Pur potendo apparire un paradosso per qualsiasi altro tipo di lavoratore, nello sport professionistico tale divieto rappresenta una delle massime forme di tutela della libertà dell’atleta e, come ogni diritto, la sua conquista è stata il frutto di numerose lotte intestine che ha avuto nella legge n. 91 del 81 e nella nota sentenza Bosman un passaggio determinante.

Prima della rivoluzionaria normativa e della citata sentenza, i giocatori professionisti erano, infatti, sottoposti ad un vincolo a tempo indeterminato con le società di appartenenza indipendentemente dalla durata del contratto economico. Gli atleti non erano altro che un oggetto nelle mani delle società che potevano decidere unilateralmente delle loro sorti, anche dopo la scadenza del contratto economico. 

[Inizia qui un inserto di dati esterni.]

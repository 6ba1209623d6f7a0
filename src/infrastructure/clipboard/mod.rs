//! Clipboard adapters.

mod terminal;

pub use terminal::{TerminalClipboard, osc52_sequence};
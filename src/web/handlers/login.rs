//! Login and logout handlers.

use askama::Template;
use askama_web::WebTemplate;
use axum::{
    extract::{Form, State},
    http::StatusCode,
    response::{IntoResponse, Redirect, Response},
};
use axum_extra::extract::cookie::CookieJar;
use chrono::Utc;
use serde::Deserialize;
use tracing::{info, warn};

use crate::domain::errors::IdentityError;
use crate::state::AppState;
use crate::utils::cookies::{clear_session_cookie, session_cookie};
use crate::web::route_table::{Page, ROOT, ROUTES};

const INVALID_CREDENTIALS_MESSAGE: &str = "Invalid email or password";
const SIGN_IN_UNAVAILABLE_MESSAGE: &str = "Sign-in is unavailable. Please try again later";

/// Template for the login page.
///
/// Renders `templates/login.html` with the email echoed back and an
/// optional error line.
#[derive(Template, WebTemplate)]
#[template(path = "login.html")]
pub struct LoginTemplate {
    pub email: String,
    pub error: Option<String>,
}

#[derive(Deserialize)]
pub struct LoginInput {
    #[serde(default)]
    pub email: String,
    #[serde(default)]
    pub password: String,
}

/// Renders the login page.
///
/// # Endpoint
///
/// `GET /login`
pub async fn login_page_handler() -> impl IntoResponse {
    LoginTemplate {
        email: String::new(),
        error: None,
    }
}

/// Signs in and installs the session cookie.
///
/// # Endpoint
///
/// `POST /login` (form-encoded `email`, `password`)
///
/// On success the id token is stored in the `session_token` cookie for the
/// session's remaining lifetime and the browser is sent to the user home
/// page. Rejected credentials re-render the page with `401`, provider
/// failures with `502`.
pub async fn login_submit_handler(
    State(state): State<AppState>,
    jar: CookieJar,
    Form(input): Form<LoginInput>,
) -> Response {
    match state.identity.sign_in(&input.email, &input.password).await {
        Ok(session) => {
            info!(email = %session.email, "Signed in");
            let cookie = session_cookie(
                session.id_token.clone(),
                session.remaining_seconds(Utc::now()),
                state.secure_cookies,
            );
            (jar.add(cookie), Redirect::to(&home_url())).into_response()
        }
        Err(e) => {
            let (status, message) = match e {
                IdentityError::InvalidCredentials => {
                    (StatusCode::UNAUTHORIZED, INVALID_CREDENTIALS_MESSAGE)
                }
                other => {
                    warn!(error = %other, "Sign-in failed");
                    (StatusCode::BAD_GATEWAY, SIGN_IN_UNAVAILABLE_MESSAGE)
                }
            };

            let page = LoginTemplate {
                email: input.email,
                error: Some(message.to_string()),
            };
            (status, page).into_response()
        }
    }
}

/// Clears the session cookie.
///
/// # Endpoint
///
/// `POST /logout`
pub async fn logout_handler(State(state): State<AppState>, jar: CookieJar) -> impl IntoResponse {
    (
        jar.add(clear_session_cookie(state.secure_cookies)),
        Redirect::to(&ROOT.url()),
    )
}

fn home_url() -> String {
    ROUTES
        .iter()
        .find(|route| route.page == Page::UserHome)
        .unwrap_or(&ROOT)
        .url()
}
//! API route configuration.

use crate::api::handlers::{health_handler, share_link_handler};
use crate::state::AppState;
use axum::{Router, routing::get};

/// Public JSON routes.
///
/// # Endpoints
///
/// - `GET /health`     - Service health
/// - `GET /share-link` - Build a share link
pub fn public_routes() -> Router<AppState> {
    Router::new()
        .route("/health", get(health_handler))
        .route("/share-link", get(share_link_handler))
}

Se un giocatore avesse voluto trasferirsi in un altro sodalizio non avrebbe potuto farlo se non previo assenso, “pagato”, del vecchio club di appartenenza. Il peso della volontà del giocatore era pari a zero.

 

La nuova normativa ha finalmente offerto agli atleti la libertà di cui erano stati privati per troppo tempo.

 

Nello specifico l’articolo n. 5 della Legge n. 91 del 1981 stabilisce che “il contratto professionistico può contenere l'apposizione di un termine risolutivo non superiore a cinque anni dalla data di inizio del rapporto”. Ad oggi immaginare una inversione di tendenza sulla questione sarebbe quanto meno azzardato e privo di logica.

Analizzate le ragioni tecnico-legali per le quali tale sentenza dovrà essere impugnata, un semplice ragionamento ci aiuta a comprendere il perché della sua irrazionalità. 

 

Il lavoro professionistico sportivo ha la sua specificità che non può essere ignorata. La normativa di settore prevede, infatti, numerose deroghe così come altre norme più restrittive rispetto alla normativa lavoristica ordinaria.

 

Tra gli elementi che più di tutti giocano un ruolo fondamentale in sede di rinnovo del contratto in scadenza vi è di sicuro l’età dell’atleta e, dunque, la qualità delle sue prestazioni. 

 

È, pertanto, facile capire come contrattualizzare un atleta di 36 anni sia di per sé abbastanza controproducente, a meno che non si chiami Francesco Totti o qualche altra rara eccezione.